- Opening Delimiter -

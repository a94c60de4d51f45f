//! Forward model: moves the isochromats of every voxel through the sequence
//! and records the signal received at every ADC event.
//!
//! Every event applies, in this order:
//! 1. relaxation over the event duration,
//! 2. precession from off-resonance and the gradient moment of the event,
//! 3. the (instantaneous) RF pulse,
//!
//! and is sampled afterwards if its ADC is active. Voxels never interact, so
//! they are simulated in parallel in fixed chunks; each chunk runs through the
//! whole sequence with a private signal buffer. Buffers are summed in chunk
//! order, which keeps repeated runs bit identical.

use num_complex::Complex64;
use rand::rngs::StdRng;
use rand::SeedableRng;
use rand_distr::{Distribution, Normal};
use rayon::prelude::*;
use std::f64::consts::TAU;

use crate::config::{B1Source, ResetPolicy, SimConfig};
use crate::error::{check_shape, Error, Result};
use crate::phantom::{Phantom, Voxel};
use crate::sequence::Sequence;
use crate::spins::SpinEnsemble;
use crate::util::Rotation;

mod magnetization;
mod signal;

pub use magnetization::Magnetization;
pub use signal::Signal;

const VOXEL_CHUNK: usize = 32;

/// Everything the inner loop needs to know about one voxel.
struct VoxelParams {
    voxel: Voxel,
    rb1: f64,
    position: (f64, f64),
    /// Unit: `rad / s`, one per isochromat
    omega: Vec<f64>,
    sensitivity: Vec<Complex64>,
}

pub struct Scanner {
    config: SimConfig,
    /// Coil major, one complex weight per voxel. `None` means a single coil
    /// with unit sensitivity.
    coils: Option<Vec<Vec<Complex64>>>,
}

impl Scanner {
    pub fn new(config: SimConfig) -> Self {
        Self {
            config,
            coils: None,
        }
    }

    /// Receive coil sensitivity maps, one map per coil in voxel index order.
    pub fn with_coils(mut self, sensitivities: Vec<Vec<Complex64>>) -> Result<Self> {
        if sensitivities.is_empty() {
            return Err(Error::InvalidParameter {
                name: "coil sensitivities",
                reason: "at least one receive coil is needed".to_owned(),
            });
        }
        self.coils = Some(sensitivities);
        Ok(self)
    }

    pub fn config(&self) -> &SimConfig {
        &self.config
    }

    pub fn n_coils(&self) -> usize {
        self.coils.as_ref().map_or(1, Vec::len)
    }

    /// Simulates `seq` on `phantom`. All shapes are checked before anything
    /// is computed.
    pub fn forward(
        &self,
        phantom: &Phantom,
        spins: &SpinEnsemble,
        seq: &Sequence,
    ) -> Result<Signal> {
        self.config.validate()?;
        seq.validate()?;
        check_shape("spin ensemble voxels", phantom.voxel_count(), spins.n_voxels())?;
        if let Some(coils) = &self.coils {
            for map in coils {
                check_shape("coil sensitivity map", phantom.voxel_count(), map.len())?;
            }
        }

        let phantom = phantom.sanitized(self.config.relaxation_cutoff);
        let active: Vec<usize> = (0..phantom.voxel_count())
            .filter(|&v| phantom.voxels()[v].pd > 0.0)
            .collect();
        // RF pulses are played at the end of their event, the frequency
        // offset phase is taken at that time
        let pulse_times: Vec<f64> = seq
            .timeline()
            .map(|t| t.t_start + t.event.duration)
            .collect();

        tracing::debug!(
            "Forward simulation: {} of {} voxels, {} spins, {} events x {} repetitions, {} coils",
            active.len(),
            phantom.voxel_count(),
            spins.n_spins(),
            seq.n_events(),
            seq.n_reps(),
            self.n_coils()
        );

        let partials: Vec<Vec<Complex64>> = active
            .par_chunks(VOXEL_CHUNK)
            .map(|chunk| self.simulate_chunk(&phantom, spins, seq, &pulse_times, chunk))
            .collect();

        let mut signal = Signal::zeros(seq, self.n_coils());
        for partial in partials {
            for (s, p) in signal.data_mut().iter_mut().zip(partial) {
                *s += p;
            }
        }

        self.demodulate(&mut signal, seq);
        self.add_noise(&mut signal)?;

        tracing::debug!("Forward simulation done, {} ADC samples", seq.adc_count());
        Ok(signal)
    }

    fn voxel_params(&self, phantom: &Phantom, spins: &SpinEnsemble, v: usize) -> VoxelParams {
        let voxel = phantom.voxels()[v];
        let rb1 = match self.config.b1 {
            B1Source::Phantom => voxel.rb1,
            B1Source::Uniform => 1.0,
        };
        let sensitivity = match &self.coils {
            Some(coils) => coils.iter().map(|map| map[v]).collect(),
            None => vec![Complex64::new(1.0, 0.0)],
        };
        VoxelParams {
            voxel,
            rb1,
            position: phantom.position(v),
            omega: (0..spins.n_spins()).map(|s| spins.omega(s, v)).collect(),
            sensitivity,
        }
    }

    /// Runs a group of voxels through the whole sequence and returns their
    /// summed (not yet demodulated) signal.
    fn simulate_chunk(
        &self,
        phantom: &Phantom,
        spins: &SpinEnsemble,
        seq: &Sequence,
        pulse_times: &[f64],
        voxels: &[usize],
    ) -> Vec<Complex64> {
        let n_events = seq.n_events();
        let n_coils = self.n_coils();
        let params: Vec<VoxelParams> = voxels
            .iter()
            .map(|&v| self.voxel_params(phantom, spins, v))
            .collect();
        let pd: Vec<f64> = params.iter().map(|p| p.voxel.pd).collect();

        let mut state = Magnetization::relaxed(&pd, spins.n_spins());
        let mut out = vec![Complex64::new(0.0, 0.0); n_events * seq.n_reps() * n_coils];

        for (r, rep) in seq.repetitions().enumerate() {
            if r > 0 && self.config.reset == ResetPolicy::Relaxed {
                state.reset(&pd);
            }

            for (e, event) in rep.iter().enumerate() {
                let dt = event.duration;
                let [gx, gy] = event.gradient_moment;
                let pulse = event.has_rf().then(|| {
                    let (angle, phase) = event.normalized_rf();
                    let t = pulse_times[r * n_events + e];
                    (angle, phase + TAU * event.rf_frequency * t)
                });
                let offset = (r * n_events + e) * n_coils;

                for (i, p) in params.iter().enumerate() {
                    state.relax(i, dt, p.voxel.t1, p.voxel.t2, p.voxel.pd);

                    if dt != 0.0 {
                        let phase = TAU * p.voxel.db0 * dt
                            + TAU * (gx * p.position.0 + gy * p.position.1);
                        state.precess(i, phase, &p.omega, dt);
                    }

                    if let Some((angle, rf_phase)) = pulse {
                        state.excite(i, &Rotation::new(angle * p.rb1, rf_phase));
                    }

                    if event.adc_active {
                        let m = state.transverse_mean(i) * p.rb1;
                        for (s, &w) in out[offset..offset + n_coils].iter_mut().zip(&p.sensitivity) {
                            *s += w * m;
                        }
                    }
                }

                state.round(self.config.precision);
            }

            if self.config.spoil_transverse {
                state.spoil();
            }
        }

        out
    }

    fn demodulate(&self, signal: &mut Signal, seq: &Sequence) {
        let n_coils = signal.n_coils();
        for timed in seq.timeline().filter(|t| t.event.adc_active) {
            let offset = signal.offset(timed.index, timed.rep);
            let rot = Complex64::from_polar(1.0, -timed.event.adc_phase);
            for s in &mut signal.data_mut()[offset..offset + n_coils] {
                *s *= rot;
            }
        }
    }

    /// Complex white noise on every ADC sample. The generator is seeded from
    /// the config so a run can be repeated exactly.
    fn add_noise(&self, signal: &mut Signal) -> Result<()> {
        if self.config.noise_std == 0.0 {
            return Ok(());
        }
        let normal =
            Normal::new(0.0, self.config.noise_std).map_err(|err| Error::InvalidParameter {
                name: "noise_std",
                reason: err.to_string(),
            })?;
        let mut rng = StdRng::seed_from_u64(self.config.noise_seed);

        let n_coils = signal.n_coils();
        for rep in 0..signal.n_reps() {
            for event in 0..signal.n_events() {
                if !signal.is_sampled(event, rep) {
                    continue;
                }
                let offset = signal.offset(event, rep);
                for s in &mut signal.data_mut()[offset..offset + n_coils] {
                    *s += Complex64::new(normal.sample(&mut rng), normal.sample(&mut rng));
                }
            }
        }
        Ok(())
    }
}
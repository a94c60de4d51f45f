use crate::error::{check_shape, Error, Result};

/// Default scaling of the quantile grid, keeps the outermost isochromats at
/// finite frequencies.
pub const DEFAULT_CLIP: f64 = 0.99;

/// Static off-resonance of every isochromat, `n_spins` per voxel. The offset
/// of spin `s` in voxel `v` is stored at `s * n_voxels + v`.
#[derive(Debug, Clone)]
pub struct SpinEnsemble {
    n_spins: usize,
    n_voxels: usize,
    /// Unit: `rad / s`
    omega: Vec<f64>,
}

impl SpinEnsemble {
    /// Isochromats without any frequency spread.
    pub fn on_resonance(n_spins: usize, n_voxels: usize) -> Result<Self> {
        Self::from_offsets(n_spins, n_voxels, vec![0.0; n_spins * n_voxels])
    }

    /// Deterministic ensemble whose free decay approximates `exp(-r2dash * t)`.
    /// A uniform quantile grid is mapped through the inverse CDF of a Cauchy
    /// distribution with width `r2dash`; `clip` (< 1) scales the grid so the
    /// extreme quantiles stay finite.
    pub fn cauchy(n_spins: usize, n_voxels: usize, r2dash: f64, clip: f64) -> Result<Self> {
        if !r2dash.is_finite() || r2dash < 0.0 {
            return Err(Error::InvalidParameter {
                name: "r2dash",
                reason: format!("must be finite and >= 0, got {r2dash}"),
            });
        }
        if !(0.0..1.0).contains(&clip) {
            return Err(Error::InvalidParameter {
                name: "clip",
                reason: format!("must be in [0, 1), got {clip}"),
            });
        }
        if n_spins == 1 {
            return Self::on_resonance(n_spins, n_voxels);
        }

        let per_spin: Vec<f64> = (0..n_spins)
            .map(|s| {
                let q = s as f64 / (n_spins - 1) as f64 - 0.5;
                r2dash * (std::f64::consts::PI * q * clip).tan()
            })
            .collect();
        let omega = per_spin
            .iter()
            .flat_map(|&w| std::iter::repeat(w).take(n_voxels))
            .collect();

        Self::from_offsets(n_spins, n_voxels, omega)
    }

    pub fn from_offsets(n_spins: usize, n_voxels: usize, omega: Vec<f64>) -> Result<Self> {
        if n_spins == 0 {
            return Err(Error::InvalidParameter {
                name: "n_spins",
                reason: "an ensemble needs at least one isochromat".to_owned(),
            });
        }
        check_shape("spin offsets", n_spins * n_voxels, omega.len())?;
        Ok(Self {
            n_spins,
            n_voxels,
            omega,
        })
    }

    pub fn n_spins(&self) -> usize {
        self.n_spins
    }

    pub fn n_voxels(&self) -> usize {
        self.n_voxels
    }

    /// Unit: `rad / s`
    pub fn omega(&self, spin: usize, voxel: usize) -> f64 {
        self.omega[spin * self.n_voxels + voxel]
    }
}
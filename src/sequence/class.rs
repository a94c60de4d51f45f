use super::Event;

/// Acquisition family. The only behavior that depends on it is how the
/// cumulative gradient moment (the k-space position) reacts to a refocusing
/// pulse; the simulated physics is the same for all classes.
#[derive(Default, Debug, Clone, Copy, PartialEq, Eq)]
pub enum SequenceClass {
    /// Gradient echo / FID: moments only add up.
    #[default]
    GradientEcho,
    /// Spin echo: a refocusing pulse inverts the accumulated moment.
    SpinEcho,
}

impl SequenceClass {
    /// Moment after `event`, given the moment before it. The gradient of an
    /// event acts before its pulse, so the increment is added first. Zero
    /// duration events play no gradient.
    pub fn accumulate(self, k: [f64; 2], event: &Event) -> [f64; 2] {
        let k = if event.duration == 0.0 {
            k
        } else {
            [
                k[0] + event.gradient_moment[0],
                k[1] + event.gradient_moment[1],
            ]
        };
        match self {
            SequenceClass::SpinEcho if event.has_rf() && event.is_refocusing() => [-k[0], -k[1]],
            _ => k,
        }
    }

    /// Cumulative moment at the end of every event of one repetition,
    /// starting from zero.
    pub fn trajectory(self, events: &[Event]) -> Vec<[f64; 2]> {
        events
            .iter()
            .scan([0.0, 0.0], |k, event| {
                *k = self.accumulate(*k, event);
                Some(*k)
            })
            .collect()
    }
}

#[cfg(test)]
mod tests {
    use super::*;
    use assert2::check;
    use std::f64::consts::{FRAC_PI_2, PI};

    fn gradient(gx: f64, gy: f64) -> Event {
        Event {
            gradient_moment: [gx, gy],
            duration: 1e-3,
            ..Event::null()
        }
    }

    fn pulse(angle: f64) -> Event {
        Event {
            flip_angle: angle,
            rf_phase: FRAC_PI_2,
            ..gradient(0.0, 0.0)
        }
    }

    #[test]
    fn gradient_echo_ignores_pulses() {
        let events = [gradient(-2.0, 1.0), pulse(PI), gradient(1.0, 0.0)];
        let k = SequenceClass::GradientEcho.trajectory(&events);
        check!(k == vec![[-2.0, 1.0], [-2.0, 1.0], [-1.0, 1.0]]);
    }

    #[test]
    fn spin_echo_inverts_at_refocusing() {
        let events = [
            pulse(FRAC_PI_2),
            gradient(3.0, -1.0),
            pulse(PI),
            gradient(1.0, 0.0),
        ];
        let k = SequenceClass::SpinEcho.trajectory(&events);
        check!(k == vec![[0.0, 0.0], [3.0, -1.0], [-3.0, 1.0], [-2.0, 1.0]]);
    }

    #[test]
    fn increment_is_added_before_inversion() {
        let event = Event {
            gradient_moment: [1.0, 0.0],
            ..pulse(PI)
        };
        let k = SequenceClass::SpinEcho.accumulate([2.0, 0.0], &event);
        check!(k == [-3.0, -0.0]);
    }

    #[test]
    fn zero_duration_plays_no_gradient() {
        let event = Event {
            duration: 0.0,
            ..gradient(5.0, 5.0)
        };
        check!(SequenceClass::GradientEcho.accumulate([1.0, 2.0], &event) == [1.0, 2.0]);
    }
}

- Closing Delimiter -

**What is required**
Take the listing above from its first line through the line containing "one per isochromat", and transcribe that stretch exactly, with no other lines.

**Solution for this exercise**
repository a94c60de4d51f45f
//! Forward model: moves the isochromats of every voxel through the sequence
//! and records the signal received at every ADC event.
//!
//! Every event applies, in this order:
//! 1. relaxation over the event duration,
//! 2. precession from off-resonance and the gradient moment of the event,
//! 3. the (instantaneous) RF pulse,
//!
//! and is sampled afterwards if its ADC is active. Voxels never interact, so
//! they are simulated in parallel in fixed chunks; each chunk runs through the
//! whole sequence with a private signal buffer. Buffers are summed in chunk
//! order, which keeps repeated runs bit identical.

use num_complex::Complex64;
use rand::rngs::StdRng;
use rand::SeedableRng;
use rand_distr::{Distribution, Normal};
use rayon::prelude::*;
use std::f64::consts::TAU;

use crate::config::{B1Source, ResetPolicy, SimConfig};
use crate::error::{check_shape, Error, Result};
use crate::phantom::{Phantom, Voxel};
use crate::sequence::Sequence;
use crate::spins::SpinEnsemble;
use crate::util::Rotation;

mod magnetization;
mod signal;

pub use magnetization::Magnetization;
pub use signal::Signal;

const VOXEL_CHUNK: usize = 32;

/// Everything the inner loop needs to know about one voxel.
struct VoxelParams {
    voxel: Voxel,
    rb1: f64,
    position: (f64, f64),
    /// Unit: `rad / s`, one per isochromat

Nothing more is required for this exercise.